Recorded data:
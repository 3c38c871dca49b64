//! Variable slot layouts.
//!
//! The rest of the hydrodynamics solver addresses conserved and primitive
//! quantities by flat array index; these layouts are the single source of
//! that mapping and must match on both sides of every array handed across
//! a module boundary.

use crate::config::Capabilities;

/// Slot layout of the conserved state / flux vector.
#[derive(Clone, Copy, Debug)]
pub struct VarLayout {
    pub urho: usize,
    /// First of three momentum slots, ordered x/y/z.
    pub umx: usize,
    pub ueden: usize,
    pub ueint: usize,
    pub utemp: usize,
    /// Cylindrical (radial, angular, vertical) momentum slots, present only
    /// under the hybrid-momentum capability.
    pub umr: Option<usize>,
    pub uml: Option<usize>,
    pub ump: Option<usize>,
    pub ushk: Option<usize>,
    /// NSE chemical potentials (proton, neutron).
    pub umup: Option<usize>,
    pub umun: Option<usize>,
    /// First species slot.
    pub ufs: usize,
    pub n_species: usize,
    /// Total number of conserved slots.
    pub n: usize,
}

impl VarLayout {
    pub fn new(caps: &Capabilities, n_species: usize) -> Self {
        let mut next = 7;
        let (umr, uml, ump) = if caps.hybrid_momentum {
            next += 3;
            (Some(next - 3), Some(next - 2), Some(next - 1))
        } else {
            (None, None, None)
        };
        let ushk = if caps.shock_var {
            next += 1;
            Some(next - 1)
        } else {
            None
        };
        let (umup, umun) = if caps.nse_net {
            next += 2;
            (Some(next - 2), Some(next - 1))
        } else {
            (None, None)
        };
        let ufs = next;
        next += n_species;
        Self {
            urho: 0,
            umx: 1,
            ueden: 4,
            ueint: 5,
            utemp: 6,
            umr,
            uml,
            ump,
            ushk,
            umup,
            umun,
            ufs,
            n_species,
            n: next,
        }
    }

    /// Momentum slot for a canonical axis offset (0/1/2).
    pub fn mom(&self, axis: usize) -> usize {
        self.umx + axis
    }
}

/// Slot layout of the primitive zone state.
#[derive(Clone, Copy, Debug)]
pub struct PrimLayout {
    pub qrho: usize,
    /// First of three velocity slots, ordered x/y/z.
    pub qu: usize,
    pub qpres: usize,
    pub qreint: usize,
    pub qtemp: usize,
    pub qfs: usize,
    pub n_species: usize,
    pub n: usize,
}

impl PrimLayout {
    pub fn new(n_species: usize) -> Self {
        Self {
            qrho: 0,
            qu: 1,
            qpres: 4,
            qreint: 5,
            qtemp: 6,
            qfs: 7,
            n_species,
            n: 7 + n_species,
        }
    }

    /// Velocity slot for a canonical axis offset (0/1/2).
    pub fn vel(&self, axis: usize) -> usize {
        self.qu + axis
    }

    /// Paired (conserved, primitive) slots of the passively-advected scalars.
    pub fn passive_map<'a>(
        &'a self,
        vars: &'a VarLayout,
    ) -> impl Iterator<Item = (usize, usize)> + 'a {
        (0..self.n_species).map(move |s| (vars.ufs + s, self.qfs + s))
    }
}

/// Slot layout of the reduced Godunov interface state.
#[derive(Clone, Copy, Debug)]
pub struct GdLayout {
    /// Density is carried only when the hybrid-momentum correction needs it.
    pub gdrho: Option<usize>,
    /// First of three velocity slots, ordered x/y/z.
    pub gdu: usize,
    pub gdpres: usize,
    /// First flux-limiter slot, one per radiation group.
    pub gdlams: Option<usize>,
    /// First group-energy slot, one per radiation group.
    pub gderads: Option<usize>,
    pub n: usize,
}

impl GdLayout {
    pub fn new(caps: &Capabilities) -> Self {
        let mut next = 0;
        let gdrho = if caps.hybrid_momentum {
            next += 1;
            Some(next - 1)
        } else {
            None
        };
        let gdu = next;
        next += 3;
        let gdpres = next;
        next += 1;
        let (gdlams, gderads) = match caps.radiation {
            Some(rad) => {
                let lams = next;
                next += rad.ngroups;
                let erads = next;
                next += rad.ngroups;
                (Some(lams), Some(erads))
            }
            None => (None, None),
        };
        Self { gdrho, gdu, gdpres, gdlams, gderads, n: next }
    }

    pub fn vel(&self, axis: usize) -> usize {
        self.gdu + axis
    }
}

* * *

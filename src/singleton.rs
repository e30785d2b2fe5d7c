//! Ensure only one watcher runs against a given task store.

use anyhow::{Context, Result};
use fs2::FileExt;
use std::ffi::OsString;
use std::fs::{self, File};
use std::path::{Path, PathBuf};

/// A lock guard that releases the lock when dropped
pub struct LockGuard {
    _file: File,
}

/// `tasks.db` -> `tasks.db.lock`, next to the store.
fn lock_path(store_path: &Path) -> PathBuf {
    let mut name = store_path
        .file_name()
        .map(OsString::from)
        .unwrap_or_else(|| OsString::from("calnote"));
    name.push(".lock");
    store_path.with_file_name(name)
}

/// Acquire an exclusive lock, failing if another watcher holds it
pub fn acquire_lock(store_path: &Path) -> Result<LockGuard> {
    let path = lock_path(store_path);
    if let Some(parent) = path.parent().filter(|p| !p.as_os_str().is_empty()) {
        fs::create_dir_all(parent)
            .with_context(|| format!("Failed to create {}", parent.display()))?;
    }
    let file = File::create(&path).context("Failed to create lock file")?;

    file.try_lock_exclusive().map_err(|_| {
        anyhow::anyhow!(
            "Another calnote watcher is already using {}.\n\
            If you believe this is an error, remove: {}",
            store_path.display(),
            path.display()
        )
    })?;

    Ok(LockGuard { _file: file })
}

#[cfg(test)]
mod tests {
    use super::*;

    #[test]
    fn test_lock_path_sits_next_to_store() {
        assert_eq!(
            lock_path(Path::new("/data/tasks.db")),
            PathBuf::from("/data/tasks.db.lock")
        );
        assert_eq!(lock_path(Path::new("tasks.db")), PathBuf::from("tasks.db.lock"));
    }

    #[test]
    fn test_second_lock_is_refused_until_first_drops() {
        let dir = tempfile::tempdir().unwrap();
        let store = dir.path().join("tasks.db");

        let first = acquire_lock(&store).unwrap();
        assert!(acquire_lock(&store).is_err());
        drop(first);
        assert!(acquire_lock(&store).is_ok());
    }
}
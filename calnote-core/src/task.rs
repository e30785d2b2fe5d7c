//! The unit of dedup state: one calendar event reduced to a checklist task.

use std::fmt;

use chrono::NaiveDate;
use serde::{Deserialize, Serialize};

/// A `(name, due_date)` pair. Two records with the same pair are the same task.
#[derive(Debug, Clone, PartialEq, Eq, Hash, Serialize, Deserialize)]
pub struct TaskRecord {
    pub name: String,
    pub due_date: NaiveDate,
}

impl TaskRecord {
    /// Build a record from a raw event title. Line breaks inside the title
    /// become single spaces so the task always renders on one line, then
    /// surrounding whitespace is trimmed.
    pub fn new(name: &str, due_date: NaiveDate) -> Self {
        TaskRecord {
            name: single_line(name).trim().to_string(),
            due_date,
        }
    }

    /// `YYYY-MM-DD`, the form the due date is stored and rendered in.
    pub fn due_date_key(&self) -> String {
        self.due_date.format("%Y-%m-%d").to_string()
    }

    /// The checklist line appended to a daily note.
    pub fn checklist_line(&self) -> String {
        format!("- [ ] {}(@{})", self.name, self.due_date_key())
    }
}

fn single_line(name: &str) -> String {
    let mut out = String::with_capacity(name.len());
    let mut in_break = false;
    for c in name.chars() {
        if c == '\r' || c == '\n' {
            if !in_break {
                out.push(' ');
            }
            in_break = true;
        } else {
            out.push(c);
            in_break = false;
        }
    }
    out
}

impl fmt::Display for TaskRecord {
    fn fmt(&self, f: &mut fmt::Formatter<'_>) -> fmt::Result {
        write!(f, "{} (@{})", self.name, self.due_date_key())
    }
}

Task description -
The required answer is the exact run of lines above starting at the line with "in_break = true;" and ending at the line with "fn fmt(&self, f: &mut", with both ends present.

Exercise output -
            in_break = true;
        } else {
            out.push(c);
            in_break = false;
        }
    }
    out
}

impl fmt::Display for TaskRecord {
    fn fmt(&self, f: &mut fmt::Formatter<'_>) -> fmt::Result {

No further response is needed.